- Born: July 30, 1980 (age 45) Winnipeg, Manitoba
- Occupation: Sportscaster
- Employer: Winnipeg Jets
- Known for: SportsCentre, CFL on TSN

= Sara Orlesky =

Canadian sports reporter

Sara Orlesky (born July 30, 1980) is a Canadian sports reporter, currently a senior host and producer for the Winnipeg Jets on TSN. She was formerly the Winnipeg Bureau Reporter for TSN's SportsCentre. In 2008, The Globe and Mail described her as "among the top young female sports broadcasters in Canada."

== Biography ==
Sara Orlesky was born in Winnipeg, Manitoba, July 31, 1980. She graduated from Shaftesbury High School in Winnipeg. She is now a mom to her only daughter, Avery.

Hired in November 2007, Orlesky joined TSN in January 2008 as a reporter for the Toronto bureau, reporting on major sports stories in the Greater Toronto Area.
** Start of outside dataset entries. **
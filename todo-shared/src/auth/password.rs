/// Password hashing module using Argon2id
///
/// Passwords are hashed with Argon2id and a fresh random salt, so hashing the
/// same password twice yields different PHC strings. Verification reads the
/// algorithm parameters back out of the stored hash.
///
/// # Parameters
///
/// - **Algorithm**: Argon2id, version 0x13
/// - **Memory**: 19 MiB (19456 KiB)
/// - **Iterations**: 2 passes
/// - **Parallelism**: 1 lane
/// - **Output**: 32-byte hash
///
/// Both functions are CPU-bound. Async callers should run them on the
/// blocking pool (see `services::users`).
///
/// # Example
///
/// ```
/// use todo_shared::auth::password::{hash_password, verify_password};
///
/// # fn example() -> Result<(), Box<dyn std::error::Error>> {
/// let hash = hash_password("super_secret_password_123")?;
///
/// assert!(verify_password("super_secret_password_123", &hash));
/// assert!(!verify_password("wrong_password", &hash));
/// # Ok(())
/// # }
/// ```

use argon2::{
    password_hash::{rand_core::OsRng, PasswordHash, PasswordHasher, PasswordVerifier, SaltString},
    Algorithm, Argon2, ParamsBuilder, Version,
};

/// Error type for password hashing operations
#[derive(Debug, thiserror::Error)]
pub enum PasswordError {
    /// Failed to hash password
    #[error("Failed to hash password: {0}")]
    HashError(String),
}

/// Hashes a password using Argon2id
///
/// # Returns
///
/// PHC string format hash (algorithm, parameters, salt and digest), e.g.
///
/// ```text
/// $argon2id$v=19$m=19456,t=2,p=1$c2FsdHNhbHRzYWx0$hash...
/// ```
///
/// # Errors
///
/// Returns `PasswordError::HashError` if the parameters are rejected or
/// hashing fails. The plaintext never appears in the error.
pub fn hash_password(password: &str) -> Result<String, PasswordError> {
    let salt = SaltString::generate(&mut OsRng);

    let params = ParamsBuilder::new()
        .m_cost(19456)
        .t_cost(2)
        .p_cost(1)
        .output_len(32)
        .build()
        .map_err(|e| PasswordError::HashError(format!("Invalid parameters: {}", e)))?;

    let argon2 = Argon2::new(Algorithm::Argon2id, Version::V0x13, params);

    let password_hash = argon2
        .hash_password(password.as_bytes(), &salt)
        .map_err(|e| PasswordError::HashError(format!("Hash generation failed: {}", e)))?;

    Ok(password_hash.to_string())
}

/// Verifies a password against a stored hash
///
/// Returns `true` only when the password matches. A mismatch, an unparsable
/// hash string or any verifier failure all return `false`; this function never
/// errors so callers cannot distinguish a corrupt record from a bad password.
pub fn verify_password(password: &str, hash: &str) -> bool {
    let parsed_hash = match PasswordHash::new(hash) {
        Ok(parsed) => parsed,
        Err(e) => {
            tracing::warn!(error = %e, "Stored password hash could not be parsed");
            return false;
        }
    };

    // Parameters are embedded in the hash
    Argon2::default()
        .verify_password(password.as_bytes(), &parsed_hash)
        .is_ok()
}
/// Domain models
///
/// - `user`: Registered accounts
/// - `task`: Owner-scoped todo items, their inputs and validation rules

pub mod task;
pub mod user;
Before working at TSN, Orlesky lived in Vancouver, British Columbia where she reported for The Score. Orlesky worked for Citytv Vancouver as a weekend sports producer while studying communications at Simon Fraser University. She was promoted to weekend sports anchor, leaving in 2004. Orlesky reported on figure skating at the 2010 Winter Olympics.

When TSN opened its Winnipeg bureau, Orlesky became the lead reporter. She was regularly seen on SportsCentre, with a special focus on the Jets and Blue Bombers. She also joined the CFL on TSN broadcast team as a sideline reporter in the 2008 season where she has since covered regular season and playoff games, including the Grey Cup.

She joined the Winnipeg Jets in the summer of 2022 in a partnership with TSN, continuing to make appearances on Jets on TSN broadcasts.